Apesar do absurdo que me propunha havia pelo menos indicação
de itinerário e por ai segui. Vai ver o Milton trabalhava em um comércio de
baterias vizinho ao tal cruzeiro, com o qual me deparo enorme, plantado em cima
de alguns degraus (a escadinha citada). Olho ao redor e nada vejo que se pareça
com comercio de baterias. Alguns homens estavam sentados nos degraus. Sem
deixar morrer o carro e recusando-me a bradar aos céus pelo Milton, pergunto
certa de que seria tomada por maluca: vocês
sabem onde posso encontrar o Milton? E o milagre se deu! Um dos homens sobe
os degraus e grita: Milton! Tem freguês
aqui. Alguns segundos depois surge outro sorriso baiano exibido por Milton,
que emerge por trás do Cruzeiro. Um espanto: “o que é do Milton?” teria
funcionado!
E mais um anjo negro vem a meu socorro
resolvendo em minutos a compra da bateria, de quebra indicando a melhor baiana
de acarajé da praça e ainda a cunhada – Cícera - para nos servir como
cozinheira. Ela, filha de santo, nos alimentou maravilhosamente bem durante
dois anos, levou-nos a conhecer as maravilhas do candomblé fazendo ainda um
“trabalho” para que meu marido saísse ileso de qualquer acidente. E, acreditem
ou não, pouco depois isto ocorreu quando o B-25 em que ele instruía um aluno
espatifou-se na cabeceira da pista e ele saiu sem um arranhão!

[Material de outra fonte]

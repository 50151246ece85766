//! WebSocket message protocol definitions.
//!
//! All messages are JSON-encoded and tagged by a snake_case `type` field.

use quizdraft_engine::StatusReport;
use serde::{Deserialize, Serialize};

use crate::autosave::CycleSummary;

/// Messages sent from client to server.
#[derive(Debug, Deserialize)]
#[serde(tag = "type", rename_all = "snake_case")]
pub enum ClientMessage {
    /// Ask for the current status report.
    Status,

    /// Save now instead of waiting for the quiet period.
    Save {
        /// Request ID for correlating responses
        #[serde(default)]
        request_id: Option<String>,
    },

    /// Keep-alive ping.
    Ping,
}

/// Messages sent from server to client.
#[derive(Debug, Clone, Serialize)]
#[serde(tag = "type", rename_all = "snake_case")]
pub enum ServerMessage {
    /// The save status changed (or was asked for).
    Status {
        #[serde(flatten)]
        report: StatusReport,
    },

    /// Response to a save request.
    Saved {
        summary: CycleSummary,
        #[serde(skip_serializing_if = "Option::is_none")]
        request_id: Option<String>,
    },

    /// Response to ping.
    Pong,

    /// Error message.
    Error {
        /// Error description
        message: String,
        /// Request ID from the original request (if applicable)
        #[serde(skip_serializing_if = "Option::is_none")]
        request_id: Option<String>,
    },
}

impl ServerMessage {
    /// Create an error message.
    pub fn error(message: impl Into<String>, request_id: Option<String>) -> Self {
        ServerMessage::Error {
            message: message.into(),
            request_id,
        }
    }

    pub fn status(report: StatusReport) -> Self {
        ServerMessage::Status { report }
    }
}
//! Registry of open sessions.

use std::sync::Arc;

use dashmap::DashMap;

use super::Session;

/// Open sessions keyed by session id.
///
/// Thread-safe and can be shared across handlers via `Arc`.
#[derive(Default)]
pub struct SessionRegistry {
    sessions: DashMap<String, Arc<Session>>,
}

impl SessionRegistry {
    pub fn new() -> Self {
        Self::default()
    }

    /// Create a new registry wrapped in Arc for sharing.
    pub fn new_shared() -> Arc<Self> {
        Arc::new(Self::new())
    }

    /// Register a session. Returns the shared handle.
    pub fn register(&self, session: Session) -> Arc<Session> {
        let session = Arc::new(session);
        self.sessions
            .insert(session.id().to_string(), session.clone());
        tracing::debug!(
            session = %session.id(),
            active_sessions = self.sessions.len(),
            "Session registered"
        );
        session
    }

    pub fn get(&self, id: &str) -> Option<Arc<Session>> {
        self.sessions.get(id).map(|entry| entry.value().clone())
    }

    /// Remove and close a session.
    pub fn remove(&self, id: &str) -> Option<Arc<Session>> {
        let (_, session) = self.sessions.remove(id)?;
        session.close();
        Some(session)
    }

    /// Close every session, e.g. on shutdown.
    pub fn close_all(&self) {
        for entry in self.sessions.iter() {
            entry.value().close();
        }
        self.sessions.clear();
    }

    /// Get the number of open sessions.
    pub fn count(&self) -> usize {
        self.sessions.len()
    }
}
//! Remote operations.
//!
//! An operation is a single call against the remote store, fully resolved:
//! ids are persisted ids and payloads already carry their link fields.

use crate::{CollectionName, RecordId};
use serde::{Deserialize, Serialize};

/// Kind of a remote operation.
#[derive(Debug, Clone, Copy, PartialEq, Eq, Hash, Serialize, Deserialize)]
#[serde(rename_all = "lowercase")]
pub enum OpKind {
    Insert,
    Update,
    Delete,
}

impl std::fmt::Display for OpKind {
    fn fmt(&self, f: &mut std::fmt::Formatter<'_>) -> std::fmt::Result {
        match self {
            OpKind::Insert => write!(f, "insert"),
            OpKind::Update => write!(f, "update"),
            OpKind::Delete => write!(f, "delete"),
        }
    }
}

/// An insert operation. The store assigns the id.
#[derive(Debug, Clone, PartialEq, Serialize, Deserialize)]
#[serde(rename_all = "camelCase")]
pub struct InsertOp {
    /// Target collection
    pub collection: CollectionName,
    /// Full payload, link fields included
    pub payload: serde_json::Value,
}

/// An update operation.
#[derive(Debug, Clone, PartialEq, Serialize, Deserialize)]
#[serde(rename_all = "camelCase")]
pub struct UpdateOp {
    /// Target collection
    pub collection: CollectionName,
    /// Record to update
    pub id: RecordId,
    /// New payload (full replacement)
    pub payload: serde_json::Value,
}

/// A delete operation.
#[derive(Debug, Clone, PartialEq, Serialize, Deserialize)]
#[serde(rename_all = "camelCase")]
pub struct DeleteOp {
    /// Target collection
    pub collection: CollectionName,
    /// Record to delete
    pub id: RecordId,
}

/// An operation against the remote store.
#[derive(Debug, Clone, PartialEq, Serialize, Deserialize)]
#[serde(tag = "type", rename_all = "lowercase")]
pub enum Operation {
    Insert(InsertOp),
    Update(UpdateOp),
    Delete(DeleteOp),
}

impl Operation {
    /// Get the operation kind.
    pub fn kind(&self) -> OpKind {
        match self {
            Operation::Insert(_) => OpKind::Insert,
            Operation::Update(_) => OpKind::Update,
            Operation::Delete(_) => OpKind::Delete,
        }
    }

    /// Get the collection this operation targets.
    pub fn collection(&self) -> &CollectionName {
        match self {
            Operation::Insert(op) => &op.collection,
            Operation::Update(op) => &op.collection,
            Operation::Delete(op) => &op.collection,
        }
    }

    /// Get the payload sent with this operation, if any.
    pub fn payload(&self) -> Option<&serde_json::Value> {
        match self {
            Operation::Insert(op) => Some(&op.payload),
            Operation::Update(op) => Some(&op.payload),
            Operation::Delete(_) => None,
        }
    }
}

impl InsertOp {
    /// Create a new insert operation.
    pub fn new(collection: impl Into<CollectionName>, payload: serde_json::Value) -> Self {
        Self {
            collection: collection.into(),
            payload,
        }
    }
}

impl UpdateOp {
    /// Create a new update operation.
    pub fn new(
        collection: impl Into<CollectionName>,
        id: impl Into<RecordId>,
        payload: serde_json::Value,
    ) -> Self {
        Self {
            collection: collection.into(),
            id: id.into(),
            payload,
        }
    }
}

impl DeleteOp {
    /// Create a new delete operation.
    pub fn new(collection: impl Into<CollectionName>, id: impl Into<RecordId>) -> Self {
        Self {
            collection: collection.into(),
            id: id.into(),
        }
    }
}
//! # Scheduling Environment
//!
//! The finite-horizon state machine at the heart of the simulator. Each
//! episode is one 24-hour day: an external driver calls [`SchedulingEnvironment::reset`],
//! then repeatedly picks an action from the current observation and calls
//! [`SchedulingEnvironment::step`] until the outcome reports termination.
//!
//! The transition function is fully deterministic given the action sequence.
//! Start requests for an appliance already mid-run are silently ignored:
//! appliance cycles cannot be interrupted, and that is a modeling choice,
//! not an error path.

use serde::{Deserialize, Serialize};
use thiserror::Error;
use tracing::debug;

use super::appliance::ApplianceCatalogue;
use super::tariff::{TariffTable, HOURS_PER_DAY};

/// Scheduling environment contract errors
#[derive(Debug, Error)]
pub enum EnvironmentError {
    #[error("action has {actual} flags but the catalogue has {expected} deferrable appliances")]
    ActionLengthMismatch { expected: usize, actual: usize },
}

/// A fixed-length observation vector, every component normalized to [0, 1]:
/// `[time_norm, remaining_norm per appliance..., price_norm]`.
///
/// On the terminating step the environment returns an all-zero vector of the
/// same shape. That sentinel signals "no further decision required" and must
/// only be used to detect termination, never as a meaningful state.
#[derive(Debug, Clone, PartialEq, Serialize, Deserialize)]
pub struct Observation(pub Vec<f64>);

impl Observation {
    pub fn zeros(len: usize) -> Self {
        Self(vec![0.0; len])
    }

    pub fn len(&self) -> usize {
        self.0.len()
    }

    pub fn is_empty(&self) -> bool {
        self.0.is_empty()
    }

    pub fn as_slice(&self) -> &[f64] {
        &self.0
    }
}

/// Un-normalized physical readings for the step just taken.
///
/// This is the only channel through which a driver can recover real units;
/// reward and observation are scaled/negated and must not be used to
/// reconstruct cost.
#[derive(Debug, Clone, Copy, PartialEq, Serialize, Deserialize)]
pub struct StepInfo {
    /// Electricity spend for this hour (power * price), currency units
    pub cost: f64,
    /// Total household draw this hour, kW
    pub power: f64,
    /// Tariff price applied this hour, currency units per kWh
    pub price: f64,
}

/// One entry of the per-episode history log, appended per elapsed step.
/// Read-only inspection data for external renderers; never read back by the
/// transition logic itself.
#[derive(Debug, Clone, PartialEq, Serialize, Deserialize)]
pub struct HistoryEntry {
    pub power_kw: f64,
    pub price: f64,
    pub action: Vec<bool>,
}

/// Result of a single transition.
#[derive(Debug, Clone, PartialEq, Serialize, Deserialize)]
pub struct StepOutcome {
    pub observation: Observation,
    /// Negated instantaneous cost; no shaping term, no terminal bonus
    pub reward: f64,
    /// True exactly once, on the step where the clock reaches the horizon.
    /// Termination is time-limit only; there is no separate truncation.
    pub terminated: bool,
    pub info: StepInfo,
}

/// Discrete-time household scheduling environment.
///
/// Owns the appliance catalogue, the tariff table, the episode clock, and
/// the per-step transition and reward logic. One instance serves one logical
/// caller at a time; use one instance per concurrent episode.
pub struct SchedulingEnvironment {
    catalogue: ApplianceCatalogue,
    tariff: TariffTable,
    horizon: usize,
    hour: usize,
    /// Hours left in each appliance's committed run; 0 means idle
    remaining: Vec<u32>,
    history: Vec<HistoryEntry>,
}

impl Default for SchedulingEnvironment {
    fn default() -> Self {
        Self::new(ApplianceCatalogue::default(), TariffTable::default())
    }
}

impl SchedulingEnvironment {
    pub fn new(catalogue: ApplianceCatalogue, tariff: TariffTable) -> Self {
        let appliance_count = catalogue.deferrable().len();

        Self {
            catalogue,
            tariff,
            horizon: HOURS_PER_DAY,
            hour: 0,
            remaining: vec![0; appliance_count],
            history: Vec::new(),
        }
    }

    pub fn catalogue(&self) -> &ApplianceCatalogue {
        &self.catalogue
    }

    pub fn tariff(&self) -> &TariffTable {
        &self.tariff
    }

    pub fn horizon(&self) -> usize {
        self.horizon
    }

    /// Current episode clock, in [0, horizon].
    pub fn hour(&self) -> usize {
        self.hour
    }

    /// Per-step log of `(power, price, action)`, one entry per elapsed step.
    pub fn history(&self) -> &[HistoryEntry] {
        &self.history
    }

    /// Length of every observation this environment produces:
    /// time + one remaining-fraction per appliance + price.
    pub fn observation_len(&self) -> usize {
        1 + self.catalogue.deferrable().len() + 1
    }

    /// Start a fresh episode and return the initial observation.
    ///
    /// Always succeeds; a second consecutive `reset` yields an identical
    /// observation.
    pub fn reset(&mut self) -> Observation {
        self.hour = 0;
        self.remaining.fill(0);
        self.history.clear();

        debug!(horizon = self.horizon, "episode reset");
        self.observe()
    }

    fn observe(&self) -> Observation {
        let mut values = Vec::with_capacity(self.observation_len());

        values.push(self.hour as f64 / (self.horizon - 1) as f64);
        for (spec, remaining) in self.catalogue.deferrable().iter().zip(&self.remaining) {
            values.push(f64::from(*remaining) / f64::from(spec.duration_hours));
        }
        values.push(self.tariff.normalized(self.hour));

        Observation(values)
    }

    /// Advance the episode by one hour.
    ///
    /// One flag per deferrable appliance, in catalogue order, meaning
    /// "request start now". A request for an appliance already mid-run has no
    /// effect. The action vector length must match the catalogue; a mismatch
    /// is a contract violation, never silently coerced.
    pub fn step(&mut self, action: &[bool]) -> Result<StepOutcome, EnvironmentError> {
        let expected = self.catalogue.deferrable().len();
        if action.len() != expected {
            return Err(EnvironmentError::ActionLengthMismatch {
                expected,
                actual: action.len(),
            });
        }

        // Commitment start. Requests while a run is in progress are ignored:
        // a committed cycle can neither be canceled nor restarted.
        for (i, requested) in action.iter().enumerate() {
            if *requested && self.remaining[i] == 0 {
                self.remaining[i] = self.catalogue.deferrable()[i].duration_hours;
            }
        }

        // Power aggregation. Committed appliances draw power every hour of
        // their run, including the hour they were just started.
        let mut total_power = self.catalogue.base_load_kw();
        for (spec, remaining) in self.catalogue.deferrable().iter().zip(&self.remaining) {
            if *remaining > 0 {
                total_power += spec.power_kw;
            }
        }

        let price_t = self.tariff.price(self.hour);
        let cost = total_power * price_t;
        let reward = -cost;

        for (spec, remaining) in self.catalogue.deferrable().iter().zip(&mut self.remaining) {
            if *remaining > 0 {
                *remaining -= 1;
            }
            debug_assert!(
                *remaining <= spec.duration_hours,
                "commitment counter out of range for {}",
                spec.name
            );
        }

        self.history.push(HistoryEntry {
            power_kw: total_power,
            price: price_t,
            action: action.to_vec(),
        });

        self.hour += 1;
        let terminated = self.hour >= self.horizon;

        let observation = if terminated {
            debug!(steps = self.history.len(), "episode terminated");
            Observation::zeros(self.observation_len())
        } else {
            self.observe()
        };

        Ok(StepOutcome {
            observation,
            reward,
            terminated,
            info: StepInfo {
                cost,
                power: total_power,
                price: price_t,
            },
        })
    }
}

Milton continuou a fazer parte de nossa vida
nos anos que por lá aportei por que era também um faz-tudo. Por estas e outras
escolhi aquela bela cidade para dar luz a meu filho mais moço, anos depois. Ainda hoje, quando as coisas não vão bem me fica a sensação que se eu estivesse na Bahia haveria um cruzeiro onde eu poderia subir e gritar: que é do Milton e tudo se resolveria!
E,
juro, no primeiro sorriso de meu filho baiano reconheci os de Milton, Januário e Cícera!